Pensar que o espectador elisabethiano acolhia entusiasmado o wit, a qualidade deste humor, e reagia na hora, no timing certo, às deixas – o que não acontece com a maioria dos meus alunos – é descoroçoador.

Há uma história da recepção literária ou dramatúrgica por fazer e seria utilíssima para derrotar mitos actuais que encharcam jornalistas, agentes culturais e editores numa suficiência espasmódica e gelatinosa que os levou a interiorizar a crença de que o gosto médio não está preparado para o complexo e só compreende estruturas básicas e um nível lexical a roçar a decomposição onomatopaica, viciando completamente a literatura e o que nela é considerado aceitável e inteligível.

Hoje o Shakespeare não teria editor e seria aconselhado a aplainar os textos em nome da eficácia e da funcionalidade.
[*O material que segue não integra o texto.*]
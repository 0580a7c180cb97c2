//! The share opening protocol.
//!
//! An [`Opener`] reconstructs a batch of `b` secrets (and the decommitments
//! that open their Pedersen commitments) from share batches submitted by
//! peers. Each submission carries one verifiable share per batch position,
//! all at the submitting player's index; the opener validates every share
//! against the corresponding commitment and accepts or rejects the batch as
//! a whole. Once `k` distinct valid batches have been accepted, where `k` is
//! the length of the commitments, the secrets are reconstructed by Lagrange
//! interpolation at zero.
//!
//! The opener is deliberately total: malformed or malicious submissions are
//! answered with a rejection event and leave the state untouched, so no peer
//! can stall or corrupt the reconstruction of an honest player.

// Copyright (c) Facebook, Inc. and its affiliates.
// Modifications Copyright (c) 2022-2023 Bolt Labs Holdings, Inc
//
// This source code is licensed under both the MIT license found in the
// LICENSE-MIT file in the root directory of this source tree and the Apache
// License, Version 2.0 found in the LICENSE-APACHE file in the root directory
// of this source tree.

use crate::{
    codec::Codec,
    curve::{CurvePoint, Scalar},
    errors::Result,
    vss::{self, Commitment, VerifiableShare, VerifiableShares},
};
use bytes::{Buf, BufMut};
use tracing::{debug, info, instrument};
use zeroize::Zeroize;

/// The outcome of handling one share batch.
#[derive(Clone, Copy, Debug, Eq, PartialEq)]
pub enum ShareEvent {
    /// The batch had the wrong length and was not considered further.
    Ignored,
    /// The batch was valid and buffered; reconstruction has not happened on
    /// this submission (either the threshold is not yet reached, or it was
    /// already reached earlier).
    SharesAdded,
    /// The batch was valid and was the `k`-th distinct contribution; the
    /// secrets and decommitments are now reconstructed.
    Done,
    /// At least one share failed validation; nothing was buffered.
    InvalidShares,
    /// A batch for this index was already accepted.
    IndexDuplicate,
    /// The batch's index is not one of the legal share indices.
    IndexOutOfRange,
}

/// State machine that reconstructs a batch of secrets from verifiable share
/// batches.
#[derive(Clone, Debug, Eq, PartialEq)]
pub struct Opener {
    commitments: Vec<Commitment>,
    indices: Vec<Scalar>,
    h: CurvePoint,
    share_bufs: Vec<VerifiableShares>,
    seen: Vec<Scalar>,
    secrets: Vec<Scalar>,
    decommitments: Vec<Scalar>,
}

impl Opener {
    /// A fresh opener for the batch described by `commitments`, accepting
    /// contributions from the players at `indices`, under the Pedersen
    /// parameter `h`.
    pub fn new(commitments: Vec<Commitment>, indices: Vec<Scalar>, h: CurvePoint) -> Self {
        let share_bufs = vec![VerifiableShares::new(); commitments.len()];
        Self {
            share_bufs,
            seen: Vec::with_capacity(indices.len()),
            secrets: Vec::new(),
            decommitments: Vec::new(),
            commitments,
            indices,
            h,
        }
    }

    /// The number of secrets being reconstructed in parallel.
    pub fn batch_size(&self) -> usize {
        self.commitments.len()
    }

    /// The number of distinct valid batches required for reconstruction,
    /// read off the commitment length.
    pub fn threshold(&self) -> usize {
        self.commitments.first().map_or(0, Commitment::len)
    }

    /// The number of distinct valid batches accepted so far.
    pub fn share_count(&self) -> usize {
        self.seen.len()
    }

    /// The commitments the submissions are validated against.
    pub fn commitments(&self) -> &[Commitment] {
        &self.commitments
    }

    /// The reconstructed secrets; empty until the threshold is reached.
    pub fn secrets(&self) -> &[Scalar] {
        &self.secrets
    }

    /// The reconstructed decommitments; empty until the threshold is
    /// reached.
    pub fn decommitments(&self) -> &[Scalar] {
        &self.decommitments
    }

    /// Process one player's share batch.
    ///
    /// The batch must contain exactly one share per batch position, all at
    /// the same index; every share must pass the Pedersen check against the
    /// commitment for its position. Acceptance is all-or-nothing, and a
    /// rejected batch leaves the opener untouched.
    #[instrument(skip_all)]
    pub fn handle_share_batch(&mut self, shares: &[VerifiableShare]) -> ShareEvent {
        if shares.is_empty() || shares.len() != self.batch_size() {
            debug!(
                got = shares.len(),
                want = self.batch_size(),
                "ignoring share batch with wrong length"
            );
            return ShareEvent::Ignored;
        }

        let index = *shares[0].index();
        if !self.indices.contains(&index) {
            return ShareEvent::IndexOutOfRange;
        }
        if self.seen.contains(&index) {
            return ShareEvent::IndexDuplicate;
        }
        for (share, commitment) in shares.iter().zip(&self.commitments) {
            if share.index() != &index || !vss::share_is_valid(&self.h, commitment, share) {
                debug!("rejecting share batch that fails validation");
                return ShareEvent::InvalidShares;
            }
        }

        for (buf, share) in self.share_bufs.iter_mut().zip(shares) {
            buf.push(*share);
        }
        self.seen.push(index);

        if self.seen.len() == self.threshold() {
            self.reconstruct();
            info!(batch_size = self.batch_size(), "batch reconstructed");
            return ShareEvent::Done;
        }
        ShareEvent::SharesAdded
    }

    /// Interpolate every batch position at zero over the accepted
    /// contributions. The buffered shares are aligned with `seen`, so one
    /// set of Lagrange coefficients serves values and decommitments alike.
    fn reconstruct(&mut self) {
        let coefficients = vss::lagrange_coefficients_at_zero(&self.seen);
        self.secrets = self
            .share_bufs
            .iter()
            .map(|buf| {
                buf.iter()
                    .zip(&coefficients)
                    .fold(Scalar::ZERO, |acc, (share, coefficient)| {
                        acc + share.share().value() * coefficient
                    })
            })
            .collect();
        self.decommitments = self
            .share_bufs
            .iter()
            .map(|buf| {
                buf.iter()
                    .zip(&coefficients)
                    .fold(Scalar::ZERO, |acc, (share, coefficient)| {
                        acc + share.decommitment() * coefficient
                    })
            })
            .collect();
    }
}

impl Drop for Opener {
    fn drop(&mut self) {
        self.secrets.zeroize();
        self.decommitments.zeroize();
    }
}

impl Codec for Opener {
    fn size_hint(&self) -> usize {
        self.commitments.size_hint()
            + self.indices.size_hint()
            + self.h.size_hint()
            + self.share_bufs.size_hint()
            + self.seen.size_hint()
            + self.secrets.size_hint()
            + self.decommitments.size_hint()
    }

    fn write<B: BufMut>(&self, buf: &mut B) {
        self.commitments.write(buf);
        self.indices.write(buf);
        self.h.write(buf);
        self.share_bufs.write(buf);
        self.seen.write(buf);
        self.secrets.write(buf);
        self.decommitments.write(buf);
    }

    fn read<B: Buf>(buf: &mut B) -> Result<Self> {
        let commitments = Vec::read(buf)?;
        let indices = Vec::read(buf)?;
        let h = CurvePoint::read(buf)?;
        let share_bufs = Vec::read(buf)?;
        let seen = Vec::read(buf)?;
        let secrets = Vec::read(buf)?;
        let decommitments = Vec::read(buf)?;
        Ok(Self {
            commitments,
            indices,
            h,
            share_bufs,
            seen,
            secrets,
            decommitments,
        })
    }
}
John Updike teria dificuldades em arranjar editor se começasse a editar vinte anos depois, pois foi sempre acusado de escrever bem demais.
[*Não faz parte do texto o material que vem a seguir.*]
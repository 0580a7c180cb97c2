// Copyright (c) Facebook, Inc. and its affiliates.
// Modifications Copyright (c) 2022-2023 Bolt Labs Holdings, Inc
//
// This source code is licensed under both the MIT license found in the
// LICENSE-MIT file in the root directory of this source tree and the Apache
// License, Version 2.0 found in the LICENSE-APACHE file in the root directory
// of this source tree.

//! The algebraic kernel of the random number generation protocol.
//!
//! All three functions treat a list of `k` sharings as the coefficients of a
//! polynomial-of-sharings, constant term first, and evaluate it with Horner's
//! rule. They are total on well-formed input; mismatched lengths or mixed
//! share indices are the caller's responsibility.

use crate::{
    curve::{CurvePoint, Scalar},
    vss::{Commitment, Share, VerifiableShare},
};

/// The commitment to the output polynomial: point `j` commits to the secret
/// of the `j`-th input sharing.
///
/// # Panics
/// If any input commitment is empty.
pub fn output_commitment(coms: &[Commitment]) -> Commitment {
    let mut output = Commitment::with_capacity(coms.len());
    for com in coms {
        output.append(*com.point(0));
    }
    output
}

/// The commitment to the share-at-`index` of the polynomial-of-sharings:
/// point `j` is `sum_l index^l * coms[l].point(j)`.
///
/// # Panics
/// If `coms` is empty or its commitments have differing lengths.
pub fn share_commitment(index: &Scalar, coms: &[Commitment]) -> Commitment {
    let width = coms[0].len();
    let mut output = Commitment::with_capacity(width);
    for j in 0..width {
        let point = coms
            .iter()
            .rev()
            .fold(CurvePoint::IDENTITY, |acc, com| {
                acc.mul(index) + *com.point(j)
            });
        output.append(point);
    }
    output
}

/// The share-at-`to` of the polynomial-of-sharings, computed from one
/// player's shares of each input sharing: value and decommitment are the
/// Horner evaluations at `to`, and the share keeps the players's own index.
///
/// # Panics
/// If `vshares` is empty.
pub fn share_of_share(to: &Scalar, vshares: &[VerifiableShare]) -> VerifiableShare {
    let index = *vshares[0].index();
    let value = vshares
        .iter()
        .rev()
        .fold(Scalar::ZERO, |acc, vshare| acc * to + vshare.share().value());
    let decommitment = vshares
        .iter()
        .rev()
        .fold(Scalar::ZERO, |acc, vshare| acc * to + vshare.decommitment());
    VerifiableShare::new(Share::new(index, value), decommitment)
}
E agora deixo-vos com uma variante minha à última fala de Oberon, na peça: «Agora, até à alvorada,/ Vá pela casa cada foda/ A melhor noiva escolher,/ Sua cama abençoar;/ (…) Cada foda vá voando/ Cada quarto abençoando/ Neste palácio amoroso: /E o seu dono, venturoso,/ Sempre descanse feliz./ Que se faça o que se diz».

São os meus votos.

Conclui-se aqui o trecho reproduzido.